The Event metadata looks like this:
"isOpen": "true_or_false", // boolean
"monitorId": "some_id", // number
"ruleSetId": "some_id", // number
"monitorName": "some_name", // string
"ruleSetName": "some_name", // string
"dimension": "rule_dimension_broken", // string
"timeSeriesId": "some_id", // number
"timeSeriesExternalId": "some_external_id", // string
"threshold": "some_number", // number
"worstMeasure": "some_number", // number
"errorMessage": "some_error", // string
"metadataVersion": "some_number", // number
You can also learn about events in CDF in general here.
For every data quality rule, we generate a few output time series with metrics.
The three data quality metric time series are:
- Broken time series count: Count of broken time series for the rule. A high value means that many time series in the rule set are breaking the specified rule. Includes time series with abnormal errors, for instance, if there are zero data points in the time series or if the time series has been deleted.

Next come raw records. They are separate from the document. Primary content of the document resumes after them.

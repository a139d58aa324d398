// SPDX-FileCopyrightText: 2026 Brandmeet Contributors
// SPDX-License-Identifier: MIT OR Apache-2.0

//! Configuration loader using Figment for layered config merging.
//!
//! Supports XDG hierarchy: `./brandmeet.toml` > `~/.config/brandmeet/brandmeet.toml`
//! > `/etc/brandmeet/brandmeet.toml` with environment variable overrides via
//! the `BRANDMEET_` prefix.

#![allow(clippy::result_large_err)] // figment::Error is external and cannot be boxed without wrapper

use std::path::Path;

use figment::{
    Figment,
    providers::{Env, Format, Serialized, Toml},
};

use crate::model::BrandmeetConfig;

/// Load configuration from the standard XDG hierarchy with env var overrides.
///
/// Merge order (later overrides earlier):
/// 1. Compiled defaults
/// 2. `/etc/brandmeet/brandmeet.toml` (system-wide)
/// 3. `~/.config/brandmeet/brandmeet.toml` (user XDG config)
/// 4. `./brandmeet.toml` (local directory)
/// 5. `BRANDMEET_*` environment variables
pub fn load_config() -> Result<BrandmeetConfig, figment::Error> {
    Figment::new()
        .merge(Serialized::defaults(BrandmeetConfig::default()))
        .merge(Toml::file("/etc/brandmeet/brandmeet.toml"))
        .merge(Toml::file(
            dirs::config_dir()
                .map(|d| d.join("brandmeet/brandmeet.toml"))
                .unwrap_or_default(),
        ))
        .merge(Toml::file("brandmeet.toml"))
        .merge(env_provider())
        .extract()
}

/// Load configuration from an inline TOML string only (no XDG lookup).
///
/// Used for testing and explicit configuration.
pub fn load_config_from_str(toml_content: &str) -> Result<BrandmeetConfig, figment::Error> {
    Figment::new()
        .merge(Serialized::defaults(BrandmeetConfig::default()))
        .merge(Toml::string(toml_content))
        .extract()
}

/// Load configuration from a specific file path with env var overrides.
pub fn load_config_from_path(path: &Path) -> Result<BrandmeetConfig, figment::Error> {
    Figment::new()
        .merge(Serialized::defaults(BrandmeetConfig::default()))
        .merge(Toml::file(path))
        .merge(env_provider())
        .extract()
}

/// Create the environment variable provider using explicit `map()` for
/// section-to-dot mapping.
///
/// Uses `Env::map()` rather than `Env::split("_")` so underscore-containing
/// key names stay unambiguous: `BRANDMEET_BACKEND_ANON_KEY` must map to
/// `backend.anon_key`, not `backend.anon.key`.
fn env_provider() -> Env {
    Env::prefixed("BRANDMEET_").map(|key| {
        let key_str = key.as_str();
        let mapped = key_str
            .replacen("backend_", "backend.", 1)
            .replacen("auth_", "auth.", 1)
            .replacen("realtime_", "realtime.", 1);
        mapped.into()
    })
}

- Worst measurement: This is the worst measurement within the evaluation window across all time series in the rule set.
- Data quality score base on ratio of broken time series: A score between 0 and 1 that estimates the current data quality for the rule. The calculation is
(1 - num_timeseries_broken / num_timeseries_in_ruleset). A high value means higher data quality, as fewer time series are breaking their data quality requirements.
A data point is added to each of these time series every time a rule is evaluated.
You can set up alerts via email or a webhook URL when data quality is broken.
The alerts are sent whenever a data quality rule is broken, and when it is restored:
- The monitor sends an alert when one or more time series in a rule set breaks a rule. You will not receive new alerts for the rule until the quality has been restored for all time series in the rule set.
- When the quality has been restored for all time series (no time series in the rule set break the rule), you will get a resolution alert.
Learn more about output events above.
You can specify up to 5 email addresses to send alerts to.
You can use a webhook to send notifications through other channels. A webhook lets an app provide other applications with real-time information. For example, you can use a tool like Opsgenie to receive the notification and pass it on to the relevant recipients through email, Slack, or other mediums.